Watching the Model Improve, Round by Round
The whole point of running many rounds is that accuracy climbs and loss falls each cycle — steeply at first, then leveling off. We usually stop when the gains per round become negligible (a stopping criterion). The animated chart shows a typical curve.
Each dot is the accuracy of the global model measured after that round's aggregation. Most learning happens early; later rounds polish.
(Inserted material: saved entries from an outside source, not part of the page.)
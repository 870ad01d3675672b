// src/config.rs

use std::env;
use thiserror::Error;

pub const DEFAULT_BASE_URL: &str = "https://www.ebay.co.uk";
pub const DEFAULT_SITE_ID: &str = "3";

/// Raised before any network activity when credentials are incomplete.
/// Every missing name is listed in one message.
#[derive(Debug, Error, PartialEq, Eq)]
#[error(
    "missing required environment variables: {}\nSet them in the terminal before running this program.",
    missing.join(", ")
)]
pub struct MissingVars {
    pub missing: Vec<String>,
}

/// Credentials and site settings for the Trading API.
#[derive(Debug, Clone)]
pub struct Config {
    pub app_id: String,
    pub dev_id: String,
    pub cert_id: String,
    pub token: String,
    /// Marketplace front-end used to build product URLs, e.g. `https://www.ebay.co.uk`.
    pub base_url: String,
    /// Numeric eBay site id sent in the `X-EBAY-API-SITEID` header.
    pub site_id: String,
}

impl Config {
    pub fn from_env() -> Result<Self, MissingVars> {
        Self::from_lookup(|name| env::var(name).ok())
    }

    // A blank value counts as missing.
    fn from_lookup(get: impl Fn(&str) -> Option<String>) -> Result<Self, MissingVars> {
        let mut missing = Vec::new();
        let mut require = |name: &str| {
            get(name).filter(|v| !v.trim().is_empty()).unwrap_or_else(|| {
                missing.push(name.to_string());
                String::new()
            })
        };
        let app_id = require("EBAY_APP_ID");
        let dev_id = require("EBAY_DEV_ID");
        let cert_id = require("EBAY_CERT_ID");
        let token = require("EBAY_TOKEN");
        if !missing.is_empty() {
            return Err(MissingVars { missing });
        }

        Ok(Self {
            app_id,
            dev_id,
            cert_id,
            token,
            base_url: get("EBAY_BASE_URL")
                .filter(|v| !v.trim().is_empty())
                .unwrap_or_else(|| DEFAULT_BASE_URL.to_string()),
            site_id: get("EBAY_SITE_ID")
                .filter(|v| !v.trim().is_empty())
                .unwrap_or_else(|| DEFAULT_SITE_ID.to_string()),
        })
    }
}

#[cfg(test)]
mod tests {
    use super::*;
    use std::collections::HashMap;

    fn lookup<'a>(vars: &'a [(&'a str, &'a str)]) -> impl Fn(&str) -> Option<String> + 'a {
        let map: HashMap<&str, &str> = vars.iter().copied().collect();
        move |name| map.get(name).map(|v| v.to_string())
    }

    #[test]
    fn all_vars_present() {
        let cfg = Config::from_lookup(lookup(&[
            ("EBAY_APP_ID", "app"),
            ("EBAY_DEV_ID", "dev"),
            ("EBAY_CERT_ID", "cert"),
            ("EBAY_TOKEN", "tok"),
        ]))
        .unwrap();
        assert_eq!(cfg.app_id, "app");
        assert_eq!(cfg.token, "tok");
        assert_eq!(cfg.base_url, DEFAULT_BASE_URL);
        assert_eq!(cfg.site_id, DEFAULT_SITE_ID);
    }

    #[test]
    fn every_missing_var_is_reported() {
        let err = Config::from_lookup(lookup(&[("EBAY_APP_ID", "app")])).unwrap_err();
        assert_eq!(err.missing, vec!["EBAY_DEV_ID", "EBAY_CERT_ID", "EBAY_TOKEN"]);
        let msg = err.to_string();
        assert!(msg.contains("EBAY_DEV_ID, EBAY_CERT_ID, EBAY_TOKEN"), "{msg}");
    }

    #[test]
    fn blank_value_counts_as_missing() {
        let err = Config::from_lookup(lookup(&[
            ("EBAY_APP_ID", "app"),
            ("EBAY_DEV_ID", "dev"),
            ("EBAY_CERT_ID", "cert"),
            ("EBAY_TOKEN", "   "),
        ]))
        .unwrap_err();
        assert_eq!(err.missing, vec!["EBAY_TOKEN"]);
    }

    #[test]
    fn optional_overrides_apply() {
        let cfg = Config::from_lookup(lookup(&[
            ("EBAY_APP_ID", "app"),
            ("EBAY_DEV_ID", "dev"),
            ("EBAY_CERT_ID", "cert"),
            ("EBAY_TOKEN", "tok"),
            ("EBAY_BASE_URL", "https://www.ebay.com/"),
            ("EBAY_SITE_ID", "0"),
        ]))
        .unwrap();
        assert_eq!(cfg.base_url, "https://www.ebay.com/");
        assert_eq!(cfg.site_id, "0");
    }
}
The Knobs That Control a Round
| Hyperparameter | Symbol | What it controls | Trade-off if too high |
|---|---|---|---|
| Number of rounds | T | How many full cycles run in total. | Wasted compute & communication after convergence. |
| Client fraction | C | What share of clients participate each round. | More communication & stragglers slow each round. |
| Local epochs | E | How long each client trains before reporting back. | Clients "drift" apart on non-IID data → unstable global model. |
| Local batch size | B | Mini-batch size during local training. | Coarser local updates; less stable gradients. |
| Learning rate | η | Local step size each gradient update. | Local models overshoot & diverge. |
The famous FedAvg paper showed that increasing local epochs E and client fraction C can dramatically cut the number of rounds needed — trading cheap local computation for expensive network communication. That trade-off is the central economic lever of federated learning.
Golden Rules for Training Rounds
In one line: Federated learning trains a shared model through repeated training rounds — broadcast, local-train, upload, aggregate — so that many parties learn together while their data stays private and never moves.